* Exercise requirements *
Pull out every line below containing the word "create".

* Data section *
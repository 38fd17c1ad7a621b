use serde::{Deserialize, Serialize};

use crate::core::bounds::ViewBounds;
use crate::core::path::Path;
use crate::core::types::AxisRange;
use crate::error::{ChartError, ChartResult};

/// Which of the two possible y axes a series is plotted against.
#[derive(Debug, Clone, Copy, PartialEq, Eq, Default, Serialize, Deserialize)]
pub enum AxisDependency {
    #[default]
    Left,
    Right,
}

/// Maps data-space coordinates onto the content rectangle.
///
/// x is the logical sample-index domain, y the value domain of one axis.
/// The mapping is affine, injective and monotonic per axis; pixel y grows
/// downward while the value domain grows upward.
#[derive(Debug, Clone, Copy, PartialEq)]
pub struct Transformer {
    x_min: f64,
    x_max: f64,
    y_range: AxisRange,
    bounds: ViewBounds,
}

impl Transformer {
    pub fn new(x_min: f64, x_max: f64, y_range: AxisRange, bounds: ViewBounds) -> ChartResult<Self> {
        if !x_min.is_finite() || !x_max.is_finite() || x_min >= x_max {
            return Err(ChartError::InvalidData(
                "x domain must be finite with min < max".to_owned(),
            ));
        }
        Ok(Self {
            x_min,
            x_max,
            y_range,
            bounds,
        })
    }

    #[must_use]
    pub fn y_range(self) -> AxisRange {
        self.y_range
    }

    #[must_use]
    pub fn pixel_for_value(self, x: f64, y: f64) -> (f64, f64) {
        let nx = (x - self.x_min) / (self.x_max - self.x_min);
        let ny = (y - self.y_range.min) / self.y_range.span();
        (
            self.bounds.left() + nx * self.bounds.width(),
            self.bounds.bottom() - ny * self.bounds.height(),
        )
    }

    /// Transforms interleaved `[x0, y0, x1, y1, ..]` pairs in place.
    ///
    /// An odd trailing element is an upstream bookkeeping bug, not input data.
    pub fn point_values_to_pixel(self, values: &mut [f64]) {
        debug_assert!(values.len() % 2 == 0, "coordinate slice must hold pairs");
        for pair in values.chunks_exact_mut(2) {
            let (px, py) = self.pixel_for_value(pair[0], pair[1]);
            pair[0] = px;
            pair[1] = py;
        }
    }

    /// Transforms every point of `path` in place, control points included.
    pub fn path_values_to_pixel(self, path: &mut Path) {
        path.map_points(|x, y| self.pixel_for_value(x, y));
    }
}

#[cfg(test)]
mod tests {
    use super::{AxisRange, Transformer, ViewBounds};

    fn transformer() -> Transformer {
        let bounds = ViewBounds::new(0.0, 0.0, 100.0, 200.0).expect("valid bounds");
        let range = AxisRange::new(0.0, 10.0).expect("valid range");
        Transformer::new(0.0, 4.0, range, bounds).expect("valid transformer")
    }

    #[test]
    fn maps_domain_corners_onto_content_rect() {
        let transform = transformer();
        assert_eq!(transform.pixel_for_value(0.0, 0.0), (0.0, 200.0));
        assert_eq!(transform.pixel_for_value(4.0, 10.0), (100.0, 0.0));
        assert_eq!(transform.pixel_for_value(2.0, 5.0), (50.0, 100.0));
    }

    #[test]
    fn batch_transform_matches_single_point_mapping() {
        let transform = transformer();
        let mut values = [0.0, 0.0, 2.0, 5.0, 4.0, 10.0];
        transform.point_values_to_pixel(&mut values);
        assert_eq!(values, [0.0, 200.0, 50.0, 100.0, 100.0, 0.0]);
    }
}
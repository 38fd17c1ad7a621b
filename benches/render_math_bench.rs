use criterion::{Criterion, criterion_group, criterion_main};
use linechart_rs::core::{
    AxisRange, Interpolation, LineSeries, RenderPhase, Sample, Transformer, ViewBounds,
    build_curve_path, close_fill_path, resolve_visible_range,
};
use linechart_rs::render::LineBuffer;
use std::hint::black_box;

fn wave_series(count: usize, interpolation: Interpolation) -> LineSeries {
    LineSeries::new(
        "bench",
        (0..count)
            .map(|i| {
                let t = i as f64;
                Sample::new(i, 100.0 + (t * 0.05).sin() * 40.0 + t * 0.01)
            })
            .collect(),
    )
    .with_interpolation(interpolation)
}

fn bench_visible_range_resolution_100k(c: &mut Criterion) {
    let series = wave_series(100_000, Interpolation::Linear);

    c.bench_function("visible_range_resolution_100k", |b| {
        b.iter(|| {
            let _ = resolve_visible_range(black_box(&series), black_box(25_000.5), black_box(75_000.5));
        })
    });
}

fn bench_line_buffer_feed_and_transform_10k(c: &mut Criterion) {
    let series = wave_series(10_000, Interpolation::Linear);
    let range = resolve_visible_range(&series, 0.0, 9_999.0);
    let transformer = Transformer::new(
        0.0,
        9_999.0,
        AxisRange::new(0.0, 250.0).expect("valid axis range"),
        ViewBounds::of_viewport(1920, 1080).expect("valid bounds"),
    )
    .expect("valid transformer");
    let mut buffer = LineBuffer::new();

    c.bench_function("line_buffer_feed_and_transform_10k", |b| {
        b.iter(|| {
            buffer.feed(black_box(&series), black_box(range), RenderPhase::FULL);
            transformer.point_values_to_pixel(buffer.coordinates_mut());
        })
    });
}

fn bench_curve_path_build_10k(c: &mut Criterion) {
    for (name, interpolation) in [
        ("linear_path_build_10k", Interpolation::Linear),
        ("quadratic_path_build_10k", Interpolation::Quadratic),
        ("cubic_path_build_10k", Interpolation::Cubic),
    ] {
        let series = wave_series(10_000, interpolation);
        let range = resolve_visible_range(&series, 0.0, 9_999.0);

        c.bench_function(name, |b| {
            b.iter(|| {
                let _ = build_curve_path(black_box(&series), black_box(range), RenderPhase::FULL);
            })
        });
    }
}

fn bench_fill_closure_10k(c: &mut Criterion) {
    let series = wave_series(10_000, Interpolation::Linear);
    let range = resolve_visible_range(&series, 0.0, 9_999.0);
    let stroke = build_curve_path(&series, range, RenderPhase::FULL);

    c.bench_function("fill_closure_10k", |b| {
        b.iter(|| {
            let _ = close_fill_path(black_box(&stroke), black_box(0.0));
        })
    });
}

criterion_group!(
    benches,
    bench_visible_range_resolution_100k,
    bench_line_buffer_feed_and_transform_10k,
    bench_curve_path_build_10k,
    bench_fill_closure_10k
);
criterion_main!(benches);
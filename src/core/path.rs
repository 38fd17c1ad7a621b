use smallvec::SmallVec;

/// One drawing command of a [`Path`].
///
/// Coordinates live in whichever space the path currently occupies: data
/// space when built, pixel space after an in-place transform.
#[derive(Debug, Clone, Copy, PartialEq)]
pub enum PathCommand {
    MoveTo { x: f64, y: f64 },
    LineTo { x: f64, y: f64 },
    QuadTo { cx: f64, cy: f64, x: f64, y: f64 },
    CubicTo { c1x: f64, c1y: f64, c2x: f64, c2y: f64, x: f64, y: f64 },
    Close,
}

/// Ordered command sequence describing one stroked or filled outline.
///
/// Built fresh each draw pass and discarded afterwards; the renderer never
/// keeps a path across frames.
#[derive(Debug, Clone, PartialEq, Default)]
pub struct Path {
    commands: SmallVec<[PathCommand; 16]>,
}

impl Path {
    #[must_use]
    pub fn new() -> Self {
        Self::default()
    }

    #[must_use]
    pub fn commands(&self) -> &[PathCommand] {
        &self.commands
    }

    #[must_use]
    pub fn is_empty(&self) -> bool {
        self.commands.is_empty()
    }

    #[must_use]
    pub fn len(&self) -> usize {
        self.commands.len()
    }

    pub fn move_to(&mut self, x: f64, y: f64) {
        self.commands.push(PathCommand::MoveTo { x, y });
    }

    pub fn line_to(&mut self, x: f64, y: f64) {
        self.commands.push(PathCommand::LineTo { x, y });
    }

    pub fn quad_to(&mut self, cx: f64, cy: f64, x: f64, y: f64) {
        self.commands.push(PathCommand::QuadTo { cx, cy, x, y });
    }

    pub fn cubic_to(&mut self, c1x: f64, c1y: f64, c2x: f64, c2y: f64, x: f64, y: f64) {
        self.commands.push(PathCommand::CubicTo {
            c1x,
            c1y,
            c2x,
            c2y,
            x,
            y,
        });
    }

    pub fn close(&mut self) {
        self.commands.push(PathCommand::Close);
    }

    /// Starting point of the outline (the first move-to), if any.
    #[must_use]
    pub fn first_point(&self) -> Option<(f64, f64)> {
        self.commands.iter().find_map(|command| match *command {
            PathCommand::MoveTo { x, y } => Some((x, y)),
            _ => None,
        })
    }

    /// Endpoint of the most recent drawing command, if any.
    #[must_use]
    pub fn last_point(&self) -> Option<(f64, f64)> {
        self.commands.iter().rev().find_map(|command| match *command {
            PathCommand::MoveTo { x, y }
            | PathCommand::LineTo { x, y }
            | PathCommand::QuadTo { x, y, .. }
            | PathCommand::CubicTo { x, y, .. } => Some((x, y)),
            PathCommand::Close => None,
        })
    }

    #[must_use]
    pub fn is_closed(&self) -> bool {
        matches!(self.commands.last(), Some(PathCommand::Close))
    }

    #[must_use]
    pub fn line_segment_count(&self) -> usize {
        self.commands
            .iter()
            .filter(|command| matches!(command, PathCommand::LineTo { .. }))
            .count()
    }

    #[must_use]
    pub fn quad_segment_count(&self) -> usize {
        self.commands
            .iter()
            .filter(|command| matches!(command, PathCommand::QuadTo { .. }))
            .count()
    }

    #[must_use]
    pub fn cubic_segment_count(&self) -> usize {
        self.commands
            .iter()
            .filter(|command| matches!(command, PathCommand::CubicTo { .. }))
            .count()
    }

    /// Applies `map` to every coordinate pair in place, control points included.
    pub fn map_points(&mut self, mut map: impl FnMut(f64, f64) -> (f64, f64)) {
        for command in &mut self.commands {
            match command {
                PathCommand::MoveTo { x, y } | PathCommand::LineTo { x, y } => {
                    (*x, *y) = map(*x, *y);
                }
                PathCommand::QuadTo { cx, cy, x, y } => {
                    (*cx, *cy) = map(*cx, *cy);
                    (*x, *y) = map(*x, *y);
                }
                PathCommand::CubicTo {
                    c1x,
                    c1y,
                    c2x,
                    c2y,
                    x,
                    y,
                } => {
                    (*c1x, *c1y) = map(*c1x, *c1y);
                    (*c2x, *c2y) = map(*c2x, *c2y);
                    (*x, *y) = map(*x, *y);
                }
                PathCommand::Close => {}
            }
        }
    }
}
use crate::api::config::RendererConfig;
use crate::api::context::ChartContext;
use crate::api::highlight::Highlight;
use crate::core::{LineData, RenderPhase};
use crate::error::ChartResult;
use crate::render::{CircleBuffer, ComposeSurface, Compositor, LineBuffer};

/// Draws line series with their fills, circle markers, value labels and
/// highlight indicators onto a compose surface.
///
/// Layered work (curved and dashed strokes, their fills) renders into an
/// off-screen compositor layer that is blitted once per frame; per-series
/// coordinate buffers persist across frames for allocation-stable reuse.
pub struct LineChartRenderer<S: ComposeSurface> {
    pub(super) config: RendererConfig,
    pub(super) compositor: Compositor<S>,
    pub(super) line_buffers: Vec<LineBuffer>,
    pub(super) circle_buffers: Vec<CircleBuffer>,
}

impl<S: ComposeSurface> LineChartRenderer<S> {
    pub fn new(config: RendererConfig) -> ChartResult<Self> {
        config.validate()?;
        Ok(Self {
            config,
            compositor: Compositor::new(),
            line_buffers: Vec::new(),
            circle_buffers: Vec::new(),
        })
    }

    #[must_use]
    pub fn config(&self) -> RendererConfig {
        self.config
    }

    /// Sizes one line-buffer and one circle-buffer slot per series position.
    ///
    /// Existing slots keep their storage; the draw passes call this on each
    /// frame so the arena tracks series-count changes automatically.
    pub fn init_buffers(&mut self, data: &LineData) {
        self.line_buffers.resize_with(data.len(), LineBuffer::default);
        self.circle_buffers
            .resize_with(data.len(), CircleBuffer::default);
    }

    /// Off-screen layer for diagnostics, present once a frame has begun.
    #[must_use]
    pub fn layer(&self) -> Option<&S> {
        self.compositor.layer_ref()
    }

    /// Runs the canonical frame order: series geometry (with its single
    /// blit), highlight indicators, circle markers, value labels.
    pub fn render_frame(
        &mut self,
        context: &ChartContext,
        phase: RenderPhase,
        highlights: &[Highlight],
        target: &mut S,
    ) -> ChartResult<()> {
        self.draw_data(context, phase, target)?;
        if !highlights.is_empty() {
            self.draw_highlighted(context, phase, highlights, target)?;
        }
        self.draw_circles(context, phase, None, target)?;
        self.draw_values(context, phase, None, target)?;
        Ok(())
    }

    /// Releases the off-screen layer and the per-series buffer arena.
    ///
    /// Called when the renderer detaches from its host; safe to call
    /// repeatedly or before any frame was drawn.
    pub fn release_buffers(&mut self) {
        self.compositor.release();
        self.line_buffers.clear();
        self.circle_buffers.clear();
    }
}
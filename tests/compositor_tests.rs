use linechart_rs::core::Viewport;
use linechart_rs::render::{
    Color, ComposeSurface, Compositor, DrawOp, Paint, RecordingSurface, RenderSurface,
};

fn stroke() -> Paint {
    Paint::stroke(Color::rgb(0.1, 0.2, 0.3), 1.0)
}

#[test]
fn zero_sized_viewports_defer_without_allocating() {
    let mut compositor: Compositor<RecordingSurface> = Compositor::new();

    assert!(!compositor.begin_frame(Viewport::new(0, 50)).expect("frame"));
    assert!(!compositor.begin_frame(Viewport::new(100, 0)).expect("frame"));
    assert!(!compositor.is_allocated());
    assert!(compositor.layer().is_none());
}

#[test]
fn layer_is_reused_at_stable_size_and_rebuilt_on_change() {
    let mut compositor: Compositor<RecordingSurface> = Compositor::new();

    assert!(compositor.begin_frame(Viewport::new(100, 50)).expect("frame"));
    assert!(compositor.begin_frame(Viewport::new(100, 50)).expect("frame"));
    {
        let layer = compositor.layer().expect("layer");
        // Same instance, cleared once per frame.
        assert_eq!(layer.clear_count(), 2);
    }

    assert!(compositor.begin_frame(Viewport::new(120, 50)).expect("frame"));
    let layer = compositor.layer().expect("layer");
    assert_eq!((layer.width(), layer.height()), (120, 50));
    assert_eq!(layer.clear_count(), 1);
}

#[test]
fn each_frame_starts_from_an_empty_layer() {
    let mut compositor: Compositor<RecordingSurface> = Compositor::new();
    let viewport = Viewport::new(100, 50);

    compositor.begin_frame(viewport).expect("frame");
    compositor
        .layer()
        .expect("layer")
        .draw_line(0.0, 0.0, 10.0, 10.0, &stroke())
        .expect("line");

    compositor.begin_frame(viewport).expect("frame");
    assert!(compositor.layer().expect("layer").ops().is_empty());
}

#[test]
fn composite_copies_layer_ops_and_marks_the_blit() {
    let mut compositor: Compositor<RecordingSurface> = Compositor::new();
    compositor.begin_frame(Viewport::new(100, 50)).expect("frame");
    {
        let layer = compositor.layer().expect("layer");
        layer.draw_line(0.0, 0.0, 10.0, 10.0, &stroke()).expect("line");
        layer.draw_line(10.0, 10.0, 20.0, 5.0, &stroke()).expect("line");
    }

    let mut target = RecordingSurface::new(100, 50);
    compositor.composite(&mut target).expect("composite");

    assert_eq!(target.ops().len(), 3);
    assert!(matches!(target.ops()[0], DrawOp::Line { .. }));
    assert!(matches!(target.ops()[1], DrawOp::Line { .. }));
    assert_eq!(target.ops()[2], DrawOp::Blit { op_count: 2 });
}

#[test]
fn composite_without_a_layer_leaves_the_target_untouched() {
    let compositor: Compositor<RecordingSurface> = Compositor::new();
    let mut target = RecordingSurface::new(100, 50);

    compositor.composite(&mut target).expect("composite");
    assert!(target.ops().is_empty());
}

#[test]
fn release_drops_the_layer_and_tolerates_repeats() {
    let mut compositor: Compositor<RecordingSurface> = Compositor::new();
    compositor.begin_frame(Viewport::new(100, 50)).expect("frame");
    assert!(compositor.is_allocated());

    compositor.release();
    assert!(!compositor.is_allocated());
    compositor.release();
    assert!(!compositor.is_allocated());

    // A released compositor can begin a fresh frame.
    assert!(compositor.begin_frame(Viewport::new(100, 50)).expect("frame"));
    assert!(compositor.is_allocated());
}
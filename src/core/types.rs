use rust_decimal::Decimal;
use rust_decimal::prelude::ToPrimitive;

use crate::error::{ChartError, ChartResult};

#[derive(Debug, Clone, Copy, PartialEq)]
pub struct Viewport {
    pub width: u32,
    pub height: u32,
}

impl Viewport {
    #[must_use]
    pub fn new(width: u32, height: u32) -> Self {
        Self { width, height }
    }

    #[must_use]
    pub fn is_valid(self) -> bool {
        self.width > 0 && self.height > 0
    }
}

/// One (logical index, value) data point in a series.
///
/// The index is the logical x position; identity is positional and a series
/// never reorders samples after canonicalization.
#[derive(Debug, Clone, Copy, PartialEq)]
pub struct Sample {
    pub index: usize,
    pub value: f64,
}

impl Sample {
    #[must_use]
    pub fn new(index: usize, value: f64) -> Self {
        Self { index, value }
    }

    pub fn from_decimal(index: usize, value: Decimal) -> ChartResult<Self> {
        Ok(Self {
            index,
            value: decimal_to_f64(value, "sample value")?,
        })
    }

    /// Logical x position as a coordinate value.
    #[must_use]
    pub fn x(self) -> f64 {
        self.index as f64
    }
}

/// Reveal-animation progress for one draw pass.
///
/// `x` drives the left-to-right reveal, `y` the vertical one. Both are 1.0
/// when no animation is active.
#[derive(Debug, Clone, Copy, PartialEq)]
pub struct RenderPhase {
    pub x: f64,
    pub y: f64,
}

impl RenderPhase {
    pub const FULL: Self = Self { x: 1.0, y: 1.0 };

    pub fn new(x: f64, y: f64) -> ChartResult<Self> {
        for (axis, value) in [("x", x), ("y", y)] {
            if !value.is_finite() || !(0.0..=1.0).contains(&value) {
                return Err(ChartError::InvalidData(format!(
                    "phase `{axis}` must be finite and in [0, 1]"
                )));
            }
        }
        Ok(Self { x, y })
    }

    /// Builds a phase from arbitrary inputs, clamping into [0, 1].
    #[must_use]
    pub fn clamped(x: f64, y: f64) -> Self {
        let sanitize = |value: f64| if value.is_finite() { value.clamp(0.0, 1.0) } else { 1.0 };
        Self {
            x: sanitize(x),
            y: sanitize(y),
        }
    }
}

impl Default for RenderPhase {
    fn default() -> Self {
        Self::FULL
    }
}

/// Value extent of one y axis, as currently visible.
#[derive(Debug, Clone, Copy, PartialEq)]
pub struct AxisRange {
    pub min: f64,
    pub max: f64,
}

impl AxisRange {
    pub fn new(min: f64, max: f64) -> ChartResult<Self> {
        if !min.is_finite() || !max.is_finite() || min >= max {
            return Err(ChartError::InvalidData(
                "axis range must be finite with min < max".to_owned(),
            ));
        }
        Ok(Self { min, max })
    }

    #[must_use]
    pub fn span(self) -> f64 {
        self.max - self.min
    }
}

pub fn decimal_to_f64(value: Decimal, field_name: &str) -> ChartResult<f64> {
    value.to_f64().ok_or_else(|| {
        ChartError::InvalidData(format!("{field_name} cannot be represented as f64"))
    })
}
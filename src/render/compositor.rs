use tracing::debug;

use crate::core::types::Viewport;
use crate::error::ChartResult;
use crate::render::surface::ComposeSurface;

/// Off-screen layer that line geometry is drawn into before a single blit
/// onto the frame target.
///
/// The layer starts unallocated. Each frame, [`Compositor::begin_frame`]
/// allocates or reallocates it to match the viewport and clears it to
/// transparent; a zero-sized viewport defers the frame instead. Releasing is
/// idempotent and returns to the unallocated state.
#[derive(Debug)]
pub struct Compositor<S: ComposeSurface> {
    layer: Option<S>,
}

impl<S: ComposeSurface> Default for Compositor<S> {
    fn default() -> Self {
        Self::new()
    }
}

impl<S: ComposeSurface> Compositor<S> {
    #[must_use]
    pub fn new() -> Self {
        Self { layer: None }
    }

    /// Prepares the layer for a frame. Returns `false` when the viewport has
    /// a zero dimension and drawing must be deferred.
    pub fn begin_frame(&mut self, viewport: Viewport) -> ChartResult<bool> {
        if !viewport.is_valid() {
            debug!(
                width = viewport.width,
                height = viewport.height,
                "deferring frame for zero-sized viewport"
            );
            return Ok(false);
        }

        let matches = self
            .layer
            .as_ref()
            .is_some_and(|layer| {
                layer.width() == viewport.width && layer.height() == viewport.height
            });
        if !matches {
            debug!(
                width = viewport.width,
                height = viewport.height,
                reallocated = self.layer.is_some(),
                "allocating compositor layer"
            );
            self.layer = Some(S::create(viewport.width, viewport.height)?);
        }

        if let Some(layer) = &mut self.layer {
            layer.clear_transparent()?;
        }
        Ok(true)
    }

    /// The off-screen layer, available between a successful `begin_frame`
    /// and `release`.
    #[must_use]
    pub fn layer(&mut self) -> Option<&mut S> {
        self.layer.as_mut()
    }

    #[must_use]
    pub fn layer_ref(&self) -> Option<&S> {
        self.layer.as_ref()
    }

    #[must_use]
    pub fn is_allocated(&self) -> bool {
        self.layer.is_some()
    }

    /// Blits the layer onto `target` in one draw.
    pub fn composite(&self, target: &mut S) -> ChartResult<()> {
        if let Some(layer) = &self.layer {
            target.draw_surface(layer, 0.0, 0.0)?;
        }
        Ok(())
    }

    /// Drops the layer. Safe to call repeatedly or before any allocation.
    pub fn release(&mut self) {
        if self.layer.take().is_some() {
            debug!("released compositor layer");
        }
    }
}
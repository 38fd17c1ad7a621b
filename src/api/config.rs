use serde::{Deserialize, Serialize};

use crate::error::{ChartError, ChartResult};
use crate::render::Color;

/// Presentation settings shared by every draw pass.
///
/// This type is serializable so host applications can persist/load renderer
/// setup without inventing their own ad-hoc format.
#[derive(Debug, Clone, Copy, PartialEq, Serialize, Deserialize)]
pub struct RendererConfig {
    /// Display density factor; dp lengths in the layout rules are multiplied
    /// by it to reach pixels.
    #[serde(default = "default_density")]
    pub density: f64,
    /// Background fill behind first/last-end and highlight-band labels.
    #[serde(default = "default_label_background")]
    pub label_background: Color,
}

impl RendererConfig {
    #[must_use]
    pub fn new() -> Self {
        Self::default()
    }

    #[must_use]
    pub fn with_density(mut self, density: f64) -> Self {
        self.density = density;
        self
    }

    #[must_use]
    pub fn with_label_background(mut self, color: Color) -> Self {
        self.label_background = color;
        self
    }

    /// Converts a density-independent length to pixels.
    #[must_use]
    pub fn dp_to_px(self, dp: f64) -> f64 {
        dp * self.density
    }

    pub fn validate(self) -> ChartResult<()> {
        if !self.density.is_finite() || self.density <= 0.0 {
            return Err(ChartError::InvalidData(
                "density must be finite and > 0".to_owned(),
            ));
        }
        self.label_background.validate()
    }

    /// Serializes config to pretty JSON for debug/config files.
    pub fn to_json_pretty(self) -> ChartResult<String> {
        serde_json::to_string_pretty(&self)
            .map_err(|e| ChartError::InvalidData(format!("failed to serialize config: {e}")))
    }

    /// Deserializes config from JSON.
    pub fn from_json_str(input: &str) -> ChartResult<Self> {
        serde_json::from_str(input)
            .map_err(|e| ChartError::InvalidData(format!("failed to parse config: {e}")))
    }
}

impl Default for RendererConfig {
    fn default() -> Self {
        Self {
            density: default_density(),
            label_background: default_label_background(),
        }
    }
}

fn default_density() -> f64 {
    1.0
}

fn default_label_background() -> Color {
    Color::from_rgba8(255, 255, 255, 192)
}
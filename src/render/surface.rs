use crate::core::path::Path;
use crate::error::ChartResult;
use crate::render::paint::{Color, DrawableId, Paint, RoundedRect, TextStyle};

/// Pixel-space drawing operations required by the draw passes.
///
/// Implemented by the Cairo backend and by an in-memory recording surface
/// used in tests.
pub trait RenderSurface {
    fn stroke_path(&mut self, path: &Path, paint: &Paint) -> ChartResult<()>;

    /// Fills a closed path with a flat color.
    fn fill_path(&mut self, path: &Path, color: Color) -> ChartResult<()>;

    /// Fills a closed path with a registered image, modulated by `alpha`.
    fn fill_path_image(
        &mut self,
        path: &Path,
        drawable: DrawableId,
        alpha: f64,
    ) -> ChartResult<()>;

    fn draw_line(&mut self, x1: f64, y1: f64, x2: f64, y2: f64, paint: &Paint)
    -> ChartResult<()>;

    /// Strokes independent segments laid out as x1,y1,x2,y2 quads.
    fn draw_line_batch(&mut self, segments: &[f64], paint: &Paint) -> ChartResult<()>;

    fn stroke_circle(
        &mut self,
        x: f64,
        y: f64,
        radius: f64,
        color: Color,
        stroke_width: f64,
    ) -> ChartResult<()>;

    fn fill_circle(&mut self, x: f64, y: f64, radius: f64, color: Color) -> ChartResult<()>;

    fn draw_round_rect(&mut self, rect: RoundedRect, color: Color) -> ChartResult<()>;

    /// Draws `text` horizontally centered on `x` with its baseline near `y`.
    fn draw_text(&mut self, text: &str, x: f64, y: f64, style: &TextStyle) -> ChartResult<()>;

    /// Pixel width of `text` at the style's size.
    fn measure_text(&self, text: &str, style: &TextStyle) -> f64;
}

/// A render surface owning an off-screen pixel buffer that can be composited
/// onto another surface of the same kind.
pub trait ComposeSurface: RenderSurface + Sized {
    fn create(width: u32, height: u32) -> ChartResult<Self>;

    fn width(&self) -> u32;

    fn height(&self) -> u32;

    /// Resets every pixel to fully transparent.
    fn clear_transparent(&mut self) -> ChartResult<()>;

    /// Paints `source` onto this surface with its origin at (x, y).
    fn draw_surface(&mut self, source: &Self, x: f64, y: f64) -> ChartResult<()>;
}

* Response box *
            self.layer = Some(S::create(viewport.width, viewport.height)?);
    fn create(width: u32, height: u32) -> ChartResult<Self>;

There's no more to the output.